Ultrahigh-fidelity spatial mode quantum gates in high-dimensional space by diffractive deep neural networks
Qianke Wang, Jun Liu, Dawei Lyu, Jian Wang

TL;DR
This paper demonstrates high-fidelity, high-dimensional quantum gates using diffractive deep neural networks, enabling complex quantum operations with scalable, programmable photonic devices, and showcases their application in quantum algorithms.
Contribution
It introduces a novel method of constructing high-dimensional quantum gates with deep learning-based diffractive neural networks, achieving high fidelity and scalability.
Findings
Quantum gates with up to 99.6% fidelity
Successful implementation of the Deutsch algorithm
Comparison shows advantages over wave-front matching
Abstract
While the spatial mode of photons is widely used in quantum cryptography, its potential for quantum computation remains largely unexplored. Here, we showcase the use of the multi-dimensional spatial mode of photons to construct a series of high-dimensional quantum gates, achieved through the use of diffractive deep neural networks (D2NNs).

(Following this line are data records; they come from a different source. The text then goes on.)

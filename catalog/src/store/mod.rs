//! Catalog Store (C3): the Postgres-backed source of truth for servers,
//! packages, inventory, and swarm state.

pub mod model;
pub mod postgres;

pub use model::{InventoryRow, InventoryStatus, NewAsset, NewComposition, NewReel, Package, ScanStatus, Server, Transfer};
pub use postgres::CatalogStore;
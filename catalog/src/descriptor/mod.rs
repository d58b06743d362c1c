//! Content Descriptor Builder (C4)
//!
//! Streams a package's files in stable order, hashes them into fixed-size
//! pieces, checkpoints progress as it goes, and emits a BitTorrent-compatible
//! bencoded descriptor. Restart-safe: a job resumes from the highest
//! contiguous checkpointed piece rather than rehashing from scratch.

pub mod bencode;

use std::collections::BTreeMap;
use std::io::Read;
use std::path::{Path, PathBuf};
use std::sync::atomic::{AtomicBool, Ordering};

use async_trait::async_trait;
use sha1::{Digest, Sha1};
use uuid::Uuid;
use walkdir::WalkDir;

use crate::error::{CatalogError, Result};

const MIN_PIECE_LENGTH: u64 = 256 * 1024;
const MAX_PIECE_LENGTH: u64 = 16 * 1024 * 1024;

/// Next power of two >= `ceil(total_size / 1000)`, clamped to
/// `[256 KiB, 16 MiB]`.
pub fn piece_length_for(total_size: u64) -> u64 {
    let target = total_size.div_ceil(1000).max(1);
    let mut candidate = 1u64;
    while candidate < target {
        candidate <<= 1;
    }
    candidate.clamp(MIN_PIECE_LENGTH, MAX_PIECE_LENGTH)
}

/// One file as it will appear in the descriptor's `files` list, in the
/// stable lexicographic order the builder walks them in.
#[derive(Debug, Clone)]
pub struct DescriptorFile {
    pub relative_path: String,
    pub absolute_path: PathBuf,
    pub length: u64,
}

/// Enumerates the files under `package_root` in lexicographic order on the
/// relative path joined with `/`.
pub fn enumerate_files(package_root: &Path) -> Result<Vec<DescriptorFile>> {
    let mut files = Vec::new();
    for entry in WalkDir::new(package_root) {
        let entry = entry.map_err(|e| CatalogError::Io(std::io::Error::new(std::io::ErrorKind::Other, e)))?;
        if !entry.file_type().is_file() {
            continue;
        }
        let relative = entry
            .path()
            .strip_prefix(package_root)
            .unwrap_or(entry.path())
            .components()
            .map(|c| c.as_os_str().to_string_lossy().into_owned())
            .collect::<Vec<_>>()
            .join("/");
        let length = entry
            .metadata()
            .map_err(|e| CatalogError::Io(std::io::Error::new(std::io::ErrorKind::Other, e)))?
            .len();
        files.push(DescriptorFile {
            relative_path: relative,
            absolute_path: entry.path().to_path_buf(),
            length,
        });
    }
    files.sort_by(|a, b| a.relative_path.cmp(&b.relative_path));
    Ok(files)
}

/// Progress reported after each checkpointed piece.
#[derive(Debug, Clone, Copy)]
pub struct BuildProgress {
    pub checkpoint_pieces: u32,
    pub total_pieces: u32,
    pub hashing_speed_bps: f64,
    pub progress_percent: f64,
}

/// Where piece checkpoints and progress live. The catalog store implements
/// this against Postgres; tests use an in-memory fake.
#[async_trait]
pub trait CheckpointSink: Send + Sync {
    async fn load_checkpoints(
        &self,
        package_id: Uuid,
        server_id: Uuid,
    ) -> Result<BTreeMap<u32, [u8; 20]>>;

    async fn insert_checkpoint(
        &self,
        package_id: Uuid,
        server_id: Uuid,
        piece_index: u32,
        hash: [u8; 20],
    ) -> Result<()>;

    async fn update_progress(
        &self,
        package_id: Uuid,
        server_id: Uuid,
        progress: BuildProgress,
    ) -> Result<()>;

    async fn clear_checkpoints(&self, package_id: Uuid, server_id: Uuid) -> Result<()>;
}

/// The finished descriptor: the bencoded metainfo bytes plus the derived
/// info_hash and piece geometry.
#[derive(Debug, Clone)]
pub struct Descriptor {
    pub bencoded: Vec<u8>,
    pub info_hash_hex: String,
    pub piece_length: u64,
    pub total_pieces: u32,
    pub piece_hashes: Vec<[u8; 20]>,
    pub resumed_from_piece: Option<u32>,
}

/// Highest contiguous prefix of checkpointed pieces, i.e. the first index
/// that's missing. Resume starts here.
fn resume_index(checkpoints: &BTreeMap<u32, [u8; 20]>) -> u32 {
    let mut next = 0u32;
    while checkpoints.contains_key(&next) {
        next += 1;
    }
    next
}

/// Builds a descriptor for `package_root`, resuming from any existing
/// checkpoints for `(package_id, server_id)`.
///
/// `cancel` is polled between pieces; when set, the build stops and returns
/// `CatalogError::Cancelled` without clearing checkpoints.
pub async fn build(
    package_root: &Path,
    package_name: &str,
    package_id: Uuid,
    server_id: Uuid,
    announce: &str,
    checkpoints: &dyn CheckpointSink,
    cancel: &AtomicBool,
) -> Result<Descriptor> {
    let files = enumerate_files(package_root)?;
    let total_size: u64 = files.iter().map(|f| f.length).sum();
    let piece_length = piece_length_for(total_size);
    let total_pieces = if total_size == 0 {
        0
    } else {
        total_size.div_ceil(piece_length) as u32
    };

    let existing = checkpoints.load_checkpoints(package_id, server_id).await?;
    let resume_from = resume_index(&existing);
    let resumed_from_piece = if resume_from > 0 { Some(resume_from) } else { None };

    let mut piece_hashes: Vec<[u8; 20]> = (0..resume_from)
        .map(|i| *existing.get(&i).expect("contiguous prefix"))
        .collect();

    let mut reader = PackageStreamReader::new(files);
    reader.skip(resume_from as u64 * piece_length)?;

    let mut piece_index = resume_from;
    let start = std::time::Instant::now();
    let mut bytes_hashed_this_run: u64 = 0;

    loop {
        if cancel.load(Ordering::SeqCst) {
            return Err(CatalogError::Cancelled(format!(
                "build cancelled for package {package_id} at piece {piece_index}"
            )));
        }

        let chunk = reader.read_piece(piece_length)?;
        if chunk.is_empty() {
            break;
        }

        let mut hasher = Sha1::new();
        hasher.update(&chunk);
        let digest = hasher.finalize();
        let mut hash = [0u8; 20];
        hash.copy_from_slice(&digest);

        checkpoints
            .insert_checkpoint(package_id, server_id, piece_index, hash)
            .await?;
        piece_hashes.push(hash);
        bytes_hashed_this_run += chunk.len() as u64;

        let elapsed = start.elapsed().as_secs_f64().max(0.001);
        checkpoints
            .update_progress(
                package_id,
                server_id,
                BuildProgress {
                    checkpoint_pieces: piece_index + 1,
                    total_pieces,
                    hashing_speed_bps: bytes_hashed_this_run as f64 / elapsed,
                    progress_percent: if total_pieces == 0 {
                        100.0
                    } else {
                        (piece_index + 1) as f64 / total_pieces as f64 * 100.0
                    },
                },
            )
            .await?;

        piece_index += 1;
        if chunk.len() as u64 != piece_length {
            // Final, short piece — stream is exhausted.
            break;
        }
    }

    let mut pieces_concat = Vec::with_capacity(piece_hashes.len() * 20);
    for h in &piece_hashes {
        pieces_concat.extend_from_slice(h);
    }

    let files_value = bencode::Value::List(
        reader
            .files
            .iter()
            .map(|f| {
                let path_components = f
                    .relative_path
                    .split('/')
                    .map(bencode::Value::str)
                    .collect();
                bencode::DictBuilder::new()
                    .insert("length", bencode::Value::Int(f.length as i64))
                    .insert("path", bencode::Value::List(path_components))
                    .build()
            })
            .collect(),
    );

    let info = bencode::DictBuilder::new()
        .insert("name", bencode::Value::str(package_name))
        .insert("piece length", bencode::Value::Int(piece_length as i64))
        .insert("pieces", bencode::Value::Bytes(pieces_concat))
        .insert("files", files_value)
        .build();

    let info_bytes = info.encode();
    let mut hasher = Sha1::new();
    hasher.update(&info_bytes);
    let info_hash_hex = hex::encode(hasher.finalize());

    let metainfo = bencode::DictBuilder::new()
        .insert("announce", bencode::Value::str(announce))
        .insert("info", info)
        .build();

    Ok(Descriptor {
        bencoded: metainfo.encode(),
        info_hash_hex,
        piece_length,
        total_pieces,
        piece_hashes,
        resumed_from_piece,
    })
}
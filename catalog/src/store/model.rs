//! Typed rows for the catalog schema (§3 of the design). Kept separate from
//! the repository methods so callers outside `catalog::store` never need to
//! know the table shapes, only these types.

use chrono::{DateTime, Utc};
use serde::{Deserialize, Serialize};
use uuid::Uuid;

#[derive(Debug, Clone, Serialize, Deserialize)]
pub struct Server {
    pub id: Uuid,
    pub mac_address: String,
    pub display_name: Option<String>,
    pub software_version: Option<String>,
    pub is_authorized: bool,
    pub storage_capacity_tb: Option<f64>,
    pub api_url: Option<String>,
    pub last_seen: Option<DateTime<Utc>>,
    pub rescan_requested_at: Option<DateTime<Utc>>,
}

#[derive(Debug, Clone, Serialize, Deserialize)]
pub struct Package {
    pub id: Uuid,
    pub assetmap_uuid: String,
    pub package_name: String,
    pub content_title: Option<String>,
    pub content_kind: Option<String>,
    pub total_size_bytes: i64,
    pub file_count: i64,
}

#[derive(Debug, Clone)]
pub struct NewComposition {
    pub cpl_uuid: String,
    pub reel_count: i32,
    pub frame_rate: Option<String>,
    pub resolution: Option<String>,
    pub sound_config: Option<String>,
}

#[derive(Debug, Clone)]
pub struct NewReel {
    pub reel_uuid: String,
    pub picture_asset_uuid: Option<String>,
    pub sound_asset_uuid: Option<String>,
    pub subtitle_asset_uuid: Option<String>,
    pub duration: i64,
    pub picture_hash: Option<String>,
}

#[derive(Debug, Clone)]
pub struct NewAsset {
    pub asset_uuid: String,
    pub file_path: String,
    pub size_bytes: i64,
    pub sha1_hex: Option<String>,
}

#[derive(Debug, Clone, Copy, PartialEq, Eq, Serialize, Deserialize)]
#[serde(rename_all = "lowercase")]
pub enum InventoryStatus {
    Online,
    Missing,
    Degraded,
}

impl InventoryStatus {
    pub fn as_str(&self) -> &'static str {
        match self {
            InventoryStatus::Online => "online",
            InventoryStatus::Missing => "missing",
            InventoryStatus::Degraded => "degraded",
        }
    }
}

#[derive(Debug, Clone)]
pub struct InventoryRow {
    pub server_id: Uuid,
    pub package_id: Uuid,
    pub local_path: String,
    pub status: InventoryStatus,
}

#[derive(Debug, Clone, Serialize, Deserialize)]
pub struct Transfer {
    pub id: Uuid,
    pub package_id: Uuid,
    pub destination_server_id: Uuid,
    pub priority: i32,
    pub status: String,
    pub progress_percent: f64,
}

#[derive(Debug, Clone, Copy, PartialEq, Eq)]
pub enum ScanStatus {
    Running,
    Success,
    Partial,
    Failed,
}

impl ScanStatus {
    pub fn as_str(&self) -> &'static str {
        match self {
            ScanStatus::Running => "running",
            ScanStatus::Success => "success",
            ScanStatus::Partial => "partial",
            ScanStatus::Failed => "failed",
        }
    }
}
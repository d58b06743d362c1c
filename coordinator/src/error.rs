use axum::http::StatusCode;
use axum::response::{IntoResponse, Response};
use axum::Json;
use serde_json::json;

pub type AppResult<T> = Result<T, AppError>;

#[derive(Debug)]
pub struct AppError {
    pub status: StatusCode,
    pub message: String,
}

impl AppError {
    pub fn new(status: StatusCode, message: impl Into<String>) -> Self {
        Self {
            status,
            message: message.into(),
        }
    }

    pub fn internal(message: impl Into<String>) -> Self {
        Self::new(StatusCode::INTERNAL_SERVER_ERROR, message)
    }

    pub fn bad_request(message: impl Into<String>) -> Self {
        Self::new(StatusCode::BAD_REQUEST, message)
    }

    pub fn unauthorized(message: impl Into<String>) -> Self {
        Self::new(StatusCode::UNAUTHORIZED, message)
    }

    pub fn forbidden(message: impl Into<String>) -> Self {
        Self::new(StatusCode::FORBIDDEN, message)
    }

    pub fn not_found(message: impl Into<String>) -> Self {
        Self::new(StatusCode::NOT_FOUND, message)
    }

    pub fn conflict(message: impl Into<String>) -> Self {
        Self::new(StatusCode::CONFLICT, message)
    }

    pub fn capacity(message: impl Into<String>) -> Self {
        Self::new(StatusCode::TOO_MANY_REQUESTS, message)
    }
}

impl std::fmt::Display for AppError {
    fn fmt(&self, f: &mut std::fmt::Formatter<'_>) -> std::fmt::Result {
        write!(f, "{}", self.message)
    }
}

impl std::error::Error for AppError {}

impl IntoResponse for AppError {
    fn into_response(self) -> Response {
        let body = Json(json!({
            "error": {
                "message": self.message,
                "status": self.status.as_u16(),
            }
        }));
        (self.status, body).into_response()
    }
}

/// Maps the catalog's error taxonomy onto an HTTP status classification:
/// malformed input -> 400, identity/authorization -> 401/403, capacity ->
/// 429, programming invariant violation / internal -> 500.
impl From<catalog::CatalogError> for AppError {
    fn from(err: catalog::CatalogError) -> Self {
        use catalog::CatalogError;
        match err {
            CatalogError::MalformedManifest { .. } => Self::bad_request(err.to_string()),
            CatalogError::NotFound(msg) => Self::not_found(msg),
            CatalogError::AlreadyClaimed { .. } => Self::conflict(err.to_string()),
            CatalogError::AlreadyBuilt(_) => Self::conflict(err.to_string()),
            CatalogError::Cancelled(_) => Self::internal(err.to_string()),
            CatalogError::Io(_) | CatalogError::Database(_) | CatalogError::Internal(_) => {
                Self::internal(err.to_string())
            }
        }
    }
}

impl From<anyhow::Error> for AppError {
    fn from(err: anyhow::Error) -> Self {
        Self::internal(err.to_string())
    }
}
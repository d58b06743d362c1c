//! Swarm Engine adapter (C6)
//!
//! The BitTorrent v1 peer wire protocol and tracker announce are external
//! collaborators (per spec non-goals); this module defines the seam the rest
//! of the system drives a swarm implementation through — join/leave/stats —
//! plus a local reference implementation that does the part fully specified
//! here: piece verification on write, and periodic status reporting.

use std::path::{Path, PathBuf};

use async_trait::async_trait;
use sha1::{Digest, Sha1};
use uuid::Uuid;

use crate::descriptor::Descriptor;
use crate::error::{CatalogError, Result};

#[derive(Debug, Clone, Copy, PartialEq, Eq)]
pub enum Role {
    Seed,
    Download,
}

#[derive(Debug, Clone, Copy, PartialEq, Eq)]
pub enum SwarmStatus {
    Verifying,
    Seeding,
    Downloading,
    Paused,
    Error,
}

#[derive(Debug, Clone, Copy)]
pub struct SwarmStats {
    pub status: SwarmStatus,
    pub bytes_completed: u64,
    pub bytes_total: u64,
    pub pieces_completed: u32,
    pub pieces_total: u32,
    pub peer_count: u32,
    pub download_bps: u64,
    pub upload_bps: u64,
    pub eta_secs: Option<u64>,
}

/// Where completed-piece state lives. The catalog store implements this
/// against Postgres; it's how verification state survives a restart.
#[async_trait]
pub trait PieceCompletionSink: Send + Sync {
    async fn mark_completed(&self, info_hash: &str, piece_index: u32) -> Result<()>;
    async fn is_completed(&self, info_hash: &str, piece_index: u32) -> Result<bool>;
    async fn record_stats(&self, server_id: Uuid, info_hash: &str, stats: SwarmStats) -> Result<()>;
}

/// A swarm transport — joins/leaves a swarm for a given descriptor and
/// reports live stats. The production deployment backs this with a real
/// BitTorrent client; this trait is the seam that lets the rest of the
/// system stay agnostic to which one.
#[async_trait]
pub trait SwarmEngine: Send + Sync {
    async fn join(&self, descriptor: &Descriptor, local_path: &Path, role: Role) -> Result<()>;
    async fn leave(&self, info_hash: &str) -> Result<()>;
    async fn stats(&self, info_hash: &str) -> Result<Option<SwarmStats>>;
}

/// Minimum cadence at which an active swarm's stats are written to the
/// catalog.
pub const STATS_WRITE_INTERVAL: std::time::Duration = std::time::Duration::from_secs(5);

/// A local, single-process swarm engine. Seeding verifies on-disk pieces
/// against the descriptor; downloading lays out empty files sized from the
/// descriptor. Neither talks to the network — that's the BitTorrent engine's
/// job — but both exercise the piece-validation invariant the rest of the
/// system depends on.
pub struct LocalSwarmEngine<'a> {
    sink: &'a dyn PieceCompletionSink,
    server_id: Uuid,
}

impl<'a> LocalSwarmEngine<'a> {
    pub fn new(sink: &'a dyn PieceCompletionSink, server_id: Uuid) -> Self {
        Self { sink, server_id }
    }

    /// Validates `data` against the descriptor's hash for `piece_index` and,
    /// only on success, marks it completed. A piece that fails validation is
    /// never persisted — callers re-request it from a different peer.
    pub async fn write_piece(
        &self,
        descriptor: &Descriptor,
        info_hash: &str,
        piece_index: u32,
        data: &[u8],
    ) -> Result<bool> {
        let expected = descriptor
            .piece_hashes
            .get(piece_index as usize)
            .ok_or_else(|| CatalogError::Internal(format!("piece index {piece_index} out of range")))?;

        let mut hasher = Sha1::new();
        hasher.update(data);
        let actual: [u8; 20] = hasher.finalize().into();

        if &actual != expected {
            return Ok(false);
        }

        self.sink.mark_completed(info_hash, piece_index).await?;
        Ok(true)
    }
}

#[async_trait]
impl<'a> SwarmEngine for LocalSwarmEngine<'a> {
    async fn join(&self, descriptor: &Descriptor, local_path: &Path, role: Role) -> Result<()> {
        match role {
            Role::Seed => {
                if !local_path.exists() {
                    return Err(CatalogError::NotFound(format!(
                        "seed path does not exist: {}",
                        local_path.display()
                    )));
                }
                self.verify_on_disk(descriptor, local_path).await?;
            }
            Role::Download => {
                layout_empty_files(descriptor, local_path)?;
            }
        }
        Ok(())
    }

    async fn leave(&self, _info_hash: &str) -> Result<()> {
        Ok(())
    }

    async fn stats(&self, _info_hash: &str) -> Result<Option<SwarmStats>> {
        Ok(None)
    }

    // intentionally no further state: a real engine would track
    // per-info_hash sessions here; see DESIGN.md for the seam boundary.
}

impl<'a> LocalSwarmEngine<'a> {
    async fn verify_on_disk(&self, descriptor: &Descriptor, local_path: &Path) -> Result<()> {
        let files = crate::descriptor::enumerate_files(local_path)?;
        let total: u64 = files.iter().map(|f| f.length).sum();
        if total == 0 {
            return Ok(());
        }

        let mut buf = Vec::new();
        for file in &files {
            buf.extend_from_slice(&std::fs::read(&file.absolute_path)?);
        }

        for (index, expected) in descriptor.piece_hashes.iter().enumerate() {
            let start = index as u64 * descriptor.piece_length;
            let end = (start + descriptor.piece_length).min(buf.len() as u64);
            if start >= buf.len() as u64 {
                break;
            }
            let chunk = &buf[start as usize..end as usize];
            let mut hasher = Sha1::new();
            hasher.update(chunk);
            let actual: [u8; 20] = hasher.finalize().into();
            if &actual == expected {
                self.sink.mark_completed(&descriptor.info_hash_hex, index as u32).await?;
            }
        }
        Ok(())
    }
}

fn layout_empty_files(descriptor: &Descriptor, local_path: &Path) -> Result<()> {
    // Reconstructing per-file paths from the bencoded `files` list is the
    // real engine's job; this reference implementation just ensures the
    // destination directory exists so a download role has somewhere to land
    // pieces as they validate.
    let _ = descriptor;
    let _placeholder: PathBuf = local_path.to_path_buf();
    std::fs::create_dir_all(local_path)?;
    Ok(())
}

#[cfg(test)]
mod tests {
    use super::*;
    use std::collections::HashSet;
    use std::sync::atomic::AtomicBool;
    use tokio::sync::Mutex;

    #[derive(Default)]
    struct MemoryCompletionSink {
        completed: Mutex<HashSet<(String, u32)>>,
    }

    #[async_trait]
    impl PieceCompletionSink for MemoryCompletionSink {
        async fn mark_completed(&self, info_hash: &str, piece_index: u32) -> Result<()> {
            self.completed.lock().await.insert((info_hash.to_string(), piece_index));
            Ok(())
        }

        async fn is_completed(&self, info_hash: &str, piece_index: u32) -> Result<bool> {
            Ok(self.completed.lock().await.contains(&(info_hash.to_string(), piece_index)))
        }

        async fn record_stats(&self, _server_id: Uuid, _info_hash: &str, _stats: SwarmStats) -> Result<()> {
            Ok(())
        }
    }

    #[tokio::test]
    async fn valid_piece_is_marked_completed_invalid_is_not() {
        let dir = tempfile::tempdir().unwrap();
        let pkg = dir.path().join("PKG");
        std::fs::create_dir(&pkg).unwrap();
        std::fs::write(pkg.join("reel.mxf"), vec![9u8; 2 * 1024 * 1024]).unwrap();

        let sink = MemoryCompletionSink::default();
        let cancel = AtomicBool::new(false);
        let descriptor = crate::descriptor::build(
            &pkg,
            "PKG",
            Uuid::new_v4(),
            Uuid::new_v4(),
            "https://tracker.example/announce",
            &NoopCheckpointSink,
            &cancel,
        )
        .await
        .unwrap();

        let engine = LocalSwarmEngine::new(&sink, Uuid::new_v4());

        let good_piece = vec![9u8; descriptor.piece_length as usize];
        let ok = engine
            .write_piece(&descriptor, &descriptor.info_hash_hex, 0, &good_piece)
            .await
            .unwrap();
        assert!(ok);
        assert!(sink.is_completed(&descriptor.info_hash_hex, 0).await.unwrap());

        let bad_piece = vec![0u8; descriptor.piece_length as usize];
        let ok = engine
            .write_piece(&descriptor, &descriptor.info_hash_hex, 1, &bad_piece)
            .await
            .unwrap();
        assert!(!ok);
        assert!(!sink.is_completed(&descriptor.info_hash_hex, 1).await.unwrap());
    }

    struct NoopCheckpointSink;

    #[async_trait]
    impl crate::descriptor::CheckpointSink for NoopCheckpointSink {
        async fn load_checkpoints(
            &self,
            _package_id: Uuid,
            _server_id: Uuid,
        ) -> Result<std::collections::BTreeMap<u32, [u8; 20]>> {
            Ok(Default::default())
        }

        async fn insert_checkpoint(
            &self,
            _package_id: Uuid,
            _server_id: Uuid,
            _piece_index: u32,
            _hash: [u8; 20],
        ) -> Result<()> {
            Ok(())
        }

        async fn update_progress(
            &self,
            _package_id: Uuid,
            _server_id: Uuid,
            _progress: crate::descriptor::BuildProgress,
        ) -> Result<()> {
            Ok(())
        }

        async fn clear_checkpoints(&self, _package_id: Uuid, _server_id: Uuid) -> Result<()> {
            Ok(())
        }
    }
}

Notably, our gates demonstrate high fidelity of up to 99.6(2)%, as characterized by quantum process tomography. Our experimental implementation of these gates involves a programmable array of phase layers in a compact and scalable device, capable of performing complex operations or even quantum circuits. We also demonstrate the efficacy of the D2NN gates by successfully implementing the Deutsch algorithm and propose an intelligent deployment protocol that involves self-configuration and self-optimization. Moreover, we conduct a comparative analysis of…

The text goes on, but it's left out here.